### WHAT TO PRODUCE
An exact, complete copy of the entries that follow is needed.

### DATA SECTION
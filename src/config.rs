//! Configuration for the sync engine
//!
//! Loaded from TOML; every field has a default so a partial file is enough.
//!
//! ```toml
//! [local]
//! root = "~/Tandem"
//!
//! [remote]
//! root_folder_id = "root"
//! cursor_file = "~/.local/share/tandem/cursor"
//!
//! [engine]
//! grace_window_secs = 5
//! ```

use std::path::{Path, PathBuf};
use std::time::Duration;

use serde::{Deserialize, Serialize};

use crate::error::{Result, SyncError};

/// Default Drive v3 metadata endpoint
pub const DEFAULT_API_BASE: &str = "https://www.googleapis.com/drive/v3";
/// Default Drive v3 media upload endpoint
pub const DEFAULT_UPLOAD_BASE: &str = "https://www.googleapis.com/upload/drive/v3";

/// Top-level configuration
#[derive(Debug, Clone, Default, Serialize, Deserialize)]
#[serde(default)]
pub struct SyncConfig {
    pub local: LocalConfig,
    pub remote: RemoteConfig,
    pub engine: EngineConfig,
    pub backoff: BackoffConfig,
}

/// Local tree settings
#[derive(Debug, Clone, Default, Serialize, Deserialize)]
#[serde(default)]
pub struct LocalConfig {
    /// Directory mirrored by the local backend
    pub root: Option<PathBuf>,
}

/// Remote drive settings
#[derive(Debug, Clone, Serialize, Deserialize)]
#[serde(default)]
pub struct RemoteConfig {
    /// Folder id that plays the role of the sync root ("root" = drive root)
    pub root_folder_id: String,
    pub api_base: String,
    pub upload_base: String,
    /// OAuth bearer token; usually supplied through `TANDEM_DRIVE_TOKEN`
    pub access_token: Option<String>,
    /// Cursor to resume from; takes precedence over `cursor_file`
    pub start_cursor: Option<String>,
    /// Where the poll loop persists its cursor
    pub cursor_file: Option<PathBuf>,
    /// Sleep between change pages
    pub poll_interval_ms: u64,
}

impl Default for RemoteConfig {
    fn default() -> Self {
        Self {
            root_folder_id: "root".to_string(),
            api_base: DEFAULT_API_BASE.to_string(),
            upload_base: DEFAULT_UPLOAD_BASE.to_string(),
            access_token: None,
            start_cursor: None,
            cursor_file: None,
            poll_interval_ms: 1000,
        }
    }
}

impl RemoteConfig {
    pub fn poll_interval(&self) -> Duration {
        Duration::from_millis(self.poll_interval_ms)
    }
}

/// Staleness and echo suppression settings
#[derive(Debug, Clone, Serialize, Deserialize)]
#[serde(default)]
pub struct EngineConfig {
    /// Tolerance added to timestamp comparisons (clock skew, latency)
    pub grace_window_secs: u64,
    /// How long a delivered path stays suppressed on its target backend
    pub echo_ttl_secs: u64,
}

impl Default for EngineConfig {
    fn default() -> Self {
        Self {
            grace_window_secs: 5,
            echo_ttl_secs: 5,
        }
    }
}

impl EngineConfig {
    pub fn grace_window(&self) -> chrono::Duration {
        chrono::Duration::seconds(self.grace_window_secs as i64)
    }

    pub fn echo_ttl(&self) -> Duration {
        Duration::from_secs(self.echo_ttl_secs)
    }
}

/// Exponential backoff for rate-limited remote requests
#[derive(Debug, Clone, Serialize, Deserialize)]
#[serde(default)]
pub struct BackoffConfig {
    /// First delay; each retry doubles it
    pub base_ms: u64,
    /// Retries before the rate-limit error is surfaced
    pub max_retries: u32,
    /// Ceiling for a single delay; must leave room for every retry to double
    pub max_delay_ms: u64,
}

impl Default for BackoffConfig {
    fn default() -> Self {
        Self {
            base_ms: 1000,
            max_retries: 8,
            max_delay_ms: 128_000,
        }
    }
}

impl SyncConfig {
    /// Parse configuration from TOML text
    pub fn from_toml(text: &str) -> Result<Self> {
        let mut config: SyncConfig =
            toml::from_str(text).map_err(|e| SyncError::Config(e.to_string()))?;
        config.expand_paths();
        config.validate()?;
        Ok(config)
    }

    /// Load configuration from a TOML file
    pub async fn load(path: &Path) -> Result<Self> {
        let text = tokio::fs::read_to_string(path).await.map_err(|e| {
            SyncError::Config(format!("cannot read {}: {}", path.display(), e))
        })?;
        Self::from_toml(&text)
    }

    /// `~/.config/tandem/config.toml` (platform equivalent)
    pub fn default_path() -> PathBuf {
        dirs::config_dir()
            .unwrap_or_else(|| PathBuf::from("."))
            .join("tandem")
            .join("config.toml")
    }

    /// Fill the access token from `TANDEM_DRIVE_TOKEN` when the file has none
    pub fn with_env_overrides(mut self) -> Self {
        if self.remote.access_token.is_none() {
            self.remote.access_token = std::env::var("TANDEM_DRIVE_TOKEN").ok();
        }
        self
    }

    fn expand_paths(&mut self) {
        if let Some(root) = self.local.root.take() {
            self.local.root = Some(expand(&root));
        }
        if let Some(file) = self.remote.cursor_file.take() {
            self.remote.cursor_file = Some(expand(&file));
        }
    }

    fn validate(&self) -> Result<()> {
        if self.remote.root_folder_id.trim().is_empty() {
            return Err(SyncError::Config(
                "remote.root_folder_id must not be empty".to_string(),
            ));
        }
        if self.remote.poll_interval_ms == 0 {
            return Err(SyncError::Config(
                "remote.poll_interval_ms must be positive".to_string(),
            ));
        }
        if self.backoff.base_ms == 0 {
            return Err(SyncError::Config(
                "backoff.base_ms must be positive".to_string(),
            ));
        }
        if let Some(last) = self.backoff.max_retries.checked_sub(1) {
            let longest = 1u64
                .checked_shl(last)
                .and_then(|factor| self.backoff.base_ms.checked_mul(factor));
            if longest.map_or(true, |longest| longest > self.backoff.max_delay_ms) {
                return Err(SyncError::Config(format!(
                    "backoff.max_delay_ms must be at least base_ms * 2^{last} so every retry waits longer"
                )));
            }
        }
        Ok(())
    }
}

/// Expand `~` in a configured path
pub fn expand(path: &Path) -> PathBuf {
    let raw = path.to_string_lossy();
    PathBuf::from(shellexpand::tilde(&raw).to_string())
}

### WRITTEN REPLY
filename src/config.rs
//! Configuration for the sync engine
//!
//! Loaded from TOML; every field has a default so a partial file is enough.
//!
//! ```toml
//! [local]
//! root = "~/Tandem"
//!
//! [remote]
//! root_folder_id = "root"
//! cursor_file = "~/.local/share/tandem/cursor"
//!
//! [engine]
//! grace_window_secs = 5
//! ```

use std::path::{Path, PathBuf};
use std::time::Duration;

use serde::{Deserialize, Serialize};

use crate::error::{Result, SyncError};

/// Default Drive v3 metadata endpoint
pub const DEFAULT_API_BASE: &str = "https://www.googleapis.com/drive/v3";
/// Default Drive v3 media upload endpoint
pub const DEFAULT_UPLOAD_BASE: &str = "https://www.googleapis.com/upload/drive/v3";

/// Top-level configuration
#[derive(Debug, Clone, Default, Serialize, Deserialize)]
#[serde(default)]
pub struct SyncConfig {
    pub local: LocalConfig,
    pub remote: RemoteConfig,
    pub engine: EngineConfig,
    pub backoff: BackoffConfig,
}

/// Local tree settings
#[derive(Debug, Clone, Default, Serialize, Deserialize)]
#[serde(default)]
pub struct LocalConfig {
    /// Directory mirrored by the local backend
    pub root: Option<PathBuf>,
}

/// Remote drive settings
#[derive(Debug, Clone, Serialize, Deserialize)]
#[serde(default)]
pub struct RemoteConfig {
    /// Folder id that plays the role of the sync root ("root" = drive root)
    pub root_folder_id: String,
    pub api_base: String,
    pub upload_base: String,
    /// OAuth bearer token; usually supplied through `TANDEM_DRIVE_TOKEN`
    pub access_token: Option<String>,
    /// Cursor to resume from; takes precedence over `cursor_file`
    pub start_cursor: Option<String>,
    /// Where the poll loop persists its cursor
    pub cursor_file: Option<PathBuf>,
    /// Sleep between change pages
    pub poll_interval_ms: u64,
}

impl Default for RemoteConfig {
    fn default() -> Self {
        Self {
            root_folder_id: "root".to_string(),
            api_base: DEFAULT_API_BASE.to_string(),
            upload_base: DEFAULT_UPLOAD_BASE.to_string(),
            access_token: None,
            start_cursor: None,
            cursor_file: None,
            poll_interval_ms: 1000,
        }
    }
}

impl RemoteConfig {
    pub fn poll_interval(&self) -> Duration {
        Duration::from_millis(self.poll_interval_ms)
    }
}

/// Staleness and echo suppression settings
#[derive(Debug, Clone, Serialize, Deserialize)]
#[serde(default)]
pub struct EngineConfig {
    /// Tolerance added to timestamp comparisons (clock skew, latency)
    pub grace_window_secs: u64,
    /// How long a delivered path stays suppressed on its target backend
    pub echo_ttl_secs: u64,
}

impl Default for EngineConfig {
    fn default() -> Self {
        Self {
            grace_window_secs: 5,
            echo_ttl_secs: 5,
        }
    }
}

impl EngineConfig {
    pub fn grace_window(&self) -> chrono::Duration {
        chrono::Duration::seconds(self.grace_window_secs as i64)
    }

    pub fn echo_ttl(&self) -> Duration {
        Duration::from_secs(self.echo_ttl_secs)
    }
}

/// Exponential backoff for rate-limited remote requests
#[derive(Debug, Clone, Serialize, Deserialize)]
#[serde(default)]
pub struct BackoffConfig {
    /// First delay; each retry doubles it
    pub base_ms: u64,
    /// Retries before the rate-limit error is surfaced
    pub max_retries: u32,
    /// Ceiling for a single delay; must leave room for every retry to double
    pub max_delay_ms: u64,
}

impl Default for BackoffConfig {
    fn default() -> Self {
        Self {
            base_ms: 1000,
            max_retries: 8,
            max_delay_ms: 128_000,
        }
    }
}

impl SyncConfig {
    /// Parse configuration from TOML text
    pub fn from_toml(text: &str) -> Result<Self> {
        let mut config: SyncConfig =
            toml::from_str(text).map_err(|e| SyncError::Config(e.to_string()))?;
        config.expand_paths();
        config.validate()?;
        Ok(config)
    }

    /// Load configuration from a TOML file
    pub async fn load(path: &Path) -> Result<Self> {
        let text = tokio::fs::read_to_string(path).await.map_err(|e| {
            SyncError::Config(format!("cannot read {}: {}", path.display(), e))
        })?;
        Self::from_toml(&text)
    }

    /// `~/.config/tandem/config.toml` (platform equivalent)
    pub fn default_path() -> PathBuf {
        dirs::config_dir()
            .unwrap_or_else(|| PathBuf::from("."))
            .join("tandem")
            .join("config.toml")
    }

    /// Fill the access token from `TANDEM_DRIVE_TOKEN` when the file has none
    pub fn with_env_overrides(mut self) -> Self {
        if self.remote.access_token.is_none() {
            self.remote.access_token = std::env::var("TANDEM_DRIVE_TOKEN").ok();
        }
        self
    }

    fn expand_paths(&mut self) {
        if let Some(root) = self.local.root.take() {
            self.local.root = Some(expand(&root));
        }
        if let Some(file) = self.remote.cursor_file.take() {
            self.remote.cursor_file = Some(expand(&file));
        }
    }

    fn validate(&self) -> Result<()> {
        if self.remote.root_folder_id.trim().is_empty() {
            return Err(SyncError::Config(
                "remote.root_folder_id must not be empty".to_string(),
            ));
        }
        if self.remote.poll_interval_ms == 0 {
            return Err(SyncError::Config(
                "remote.poll_interval_ms must be positive".to_string(),
            ));
        }
        if self.backoff.base_ms == 0 {
            return Err(SyncError::Config(
                "backoff.base_ms must be positive".to_string(),
            ));
        }
        if let Some(last) = self.backoff.max_retries.checked_sub(1) {
            let longest = 1u64
                .checked_shl(last)
                .and_then(|factor| self.backoff.base_ms.checked_mul(factor));
            if longest.map_or(true, |longest| longest > self.backoff.max_delay_ms) {
                return Err(SyncError::Config(format!(
                    "backoff.max_delay_ms must be at least base_ms * 2^{last} so every retry waits longer"
                )));
            }
        }
        Ok(())
    }
}

/// Expand `~` in a configured path
pub fn expand(path: &Path) -> PathBuf {
    let raw = path.to_string_lossy();
    PathBuf::from(shellexpand::tilde(&raw).to_string())
}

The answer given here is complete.